→ Problem description:
Lines that include the word "crate" should be copied from the listing that follows.

----------------

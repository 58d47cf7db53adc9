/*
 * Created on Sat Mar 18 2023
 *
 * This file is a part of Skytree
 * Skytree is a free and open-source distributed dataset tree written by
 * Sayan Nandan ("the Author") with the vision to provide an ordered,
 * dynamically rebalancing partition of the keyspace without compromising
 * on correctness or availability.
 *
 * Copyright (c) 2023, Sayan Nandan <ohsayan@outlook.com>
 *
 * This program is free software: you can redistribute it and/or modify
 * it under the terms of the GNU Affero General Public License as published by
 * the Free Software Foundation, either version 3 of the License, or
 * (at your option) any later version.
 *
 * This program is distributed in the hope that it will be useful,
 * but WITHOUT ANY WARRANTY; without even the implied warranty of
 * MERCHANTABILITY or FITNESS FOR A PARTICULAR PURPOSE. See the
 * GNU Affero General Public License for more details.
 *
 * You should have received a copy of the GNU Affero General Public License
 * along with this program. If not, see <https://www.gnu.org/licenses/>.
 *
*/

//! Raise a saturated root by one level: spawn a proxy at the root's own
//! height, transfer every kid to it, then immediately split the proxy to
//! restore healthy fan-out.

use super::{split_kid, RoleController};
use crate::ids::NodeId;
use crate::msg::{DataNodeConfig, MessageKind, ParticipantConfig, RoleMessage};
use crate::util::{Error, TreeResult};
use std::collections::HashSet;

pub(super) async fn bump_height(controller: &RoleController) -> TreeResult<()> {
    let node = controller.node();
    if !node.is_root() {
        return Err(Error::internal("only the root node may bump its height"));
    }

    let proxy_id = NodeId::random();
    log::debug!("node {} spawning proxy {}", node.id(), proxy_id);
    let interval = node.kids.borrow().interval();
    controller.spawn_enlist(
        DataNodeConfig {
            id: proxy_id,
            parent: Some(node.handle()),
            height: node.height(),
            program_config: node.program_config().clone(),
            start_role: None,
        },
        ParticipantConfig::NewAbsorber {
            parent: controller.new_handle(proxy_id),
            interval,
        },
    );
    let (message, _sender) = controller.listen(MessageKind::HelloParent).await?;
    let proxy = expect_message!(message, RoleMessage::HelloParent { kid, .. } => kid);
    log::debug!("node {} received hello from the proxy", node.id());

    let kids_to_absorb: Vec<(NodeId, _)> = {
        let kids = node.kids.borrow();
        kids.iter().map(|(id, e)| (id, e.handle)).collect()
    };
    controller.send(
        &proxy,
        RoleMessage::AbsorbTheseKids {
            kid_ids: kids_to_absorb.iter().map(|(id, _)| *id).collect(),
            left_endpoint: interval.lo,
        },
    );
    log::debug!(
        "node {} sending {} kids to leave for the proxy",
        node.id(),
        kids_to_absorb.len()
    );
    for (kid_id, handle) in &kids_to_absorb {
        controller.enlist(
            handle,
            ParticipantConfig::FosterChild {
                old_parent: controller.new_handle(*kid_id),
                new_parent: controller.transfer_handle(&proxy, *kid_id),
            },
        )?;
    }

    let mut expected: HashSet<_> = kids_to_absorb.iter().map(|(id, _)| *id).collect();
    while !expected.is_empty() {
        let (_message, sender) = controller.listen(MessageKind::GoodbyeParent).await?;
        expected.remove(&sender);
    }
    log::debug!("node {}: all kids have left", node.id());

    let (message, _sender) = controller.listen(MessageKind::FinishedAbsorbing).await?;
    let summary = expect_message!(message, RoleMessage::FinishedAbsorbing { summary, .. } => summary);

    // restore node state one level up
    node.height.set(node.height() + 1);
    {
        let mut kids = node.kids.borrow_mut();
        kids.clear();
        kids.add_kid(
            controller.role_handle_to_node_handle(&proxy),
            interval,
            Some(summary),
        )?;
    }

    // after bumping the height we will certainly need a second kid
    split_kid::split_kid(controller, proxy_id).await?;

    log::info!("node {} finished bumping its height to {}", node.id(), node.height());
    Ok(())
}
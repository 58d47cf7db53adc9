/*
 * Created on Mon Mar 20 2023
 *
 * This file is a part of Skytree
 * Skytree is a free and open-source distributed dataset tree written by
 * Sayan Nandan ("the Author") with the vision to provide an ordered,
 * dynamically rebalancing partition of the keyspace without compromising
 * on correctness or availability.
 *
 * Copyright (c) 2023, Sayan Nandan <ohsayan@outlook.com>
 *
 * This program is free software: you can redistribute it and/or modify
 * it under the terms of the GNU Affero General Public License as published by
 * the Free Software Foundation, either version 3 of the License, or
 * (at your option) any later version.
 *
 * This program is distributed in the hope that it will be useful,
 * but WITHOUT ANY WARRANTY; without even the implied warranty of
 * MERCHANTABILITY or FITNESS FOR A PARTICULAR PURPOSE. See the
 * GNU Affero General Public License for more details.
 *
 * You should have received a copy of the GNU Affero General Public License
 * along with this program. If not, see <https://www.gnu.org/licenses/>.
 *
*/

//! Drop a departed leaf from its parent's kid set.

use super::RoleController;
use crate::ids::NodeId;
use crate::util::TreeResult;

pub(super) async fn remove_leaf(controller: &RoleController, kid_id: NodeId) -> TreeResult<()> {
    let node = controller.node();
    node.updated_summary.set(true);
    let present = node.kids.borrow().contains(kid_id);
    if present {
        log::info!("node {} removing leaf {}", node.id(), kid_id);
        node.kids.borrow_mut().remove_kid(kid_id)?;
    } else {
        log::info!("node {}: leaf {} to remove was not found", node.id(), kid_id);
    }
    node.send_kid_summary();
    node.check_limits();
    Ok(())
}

----------------

→ Solution for this exercise:
use crate::ids::NodeId;
use crate::msg::{DataNodeConfig, MessageKind, ParticipantConfig, RoleMessage};
use crate::util::{Error, TreeResult};
use crate::ids::NodeId;
use crate::util::TreeResult;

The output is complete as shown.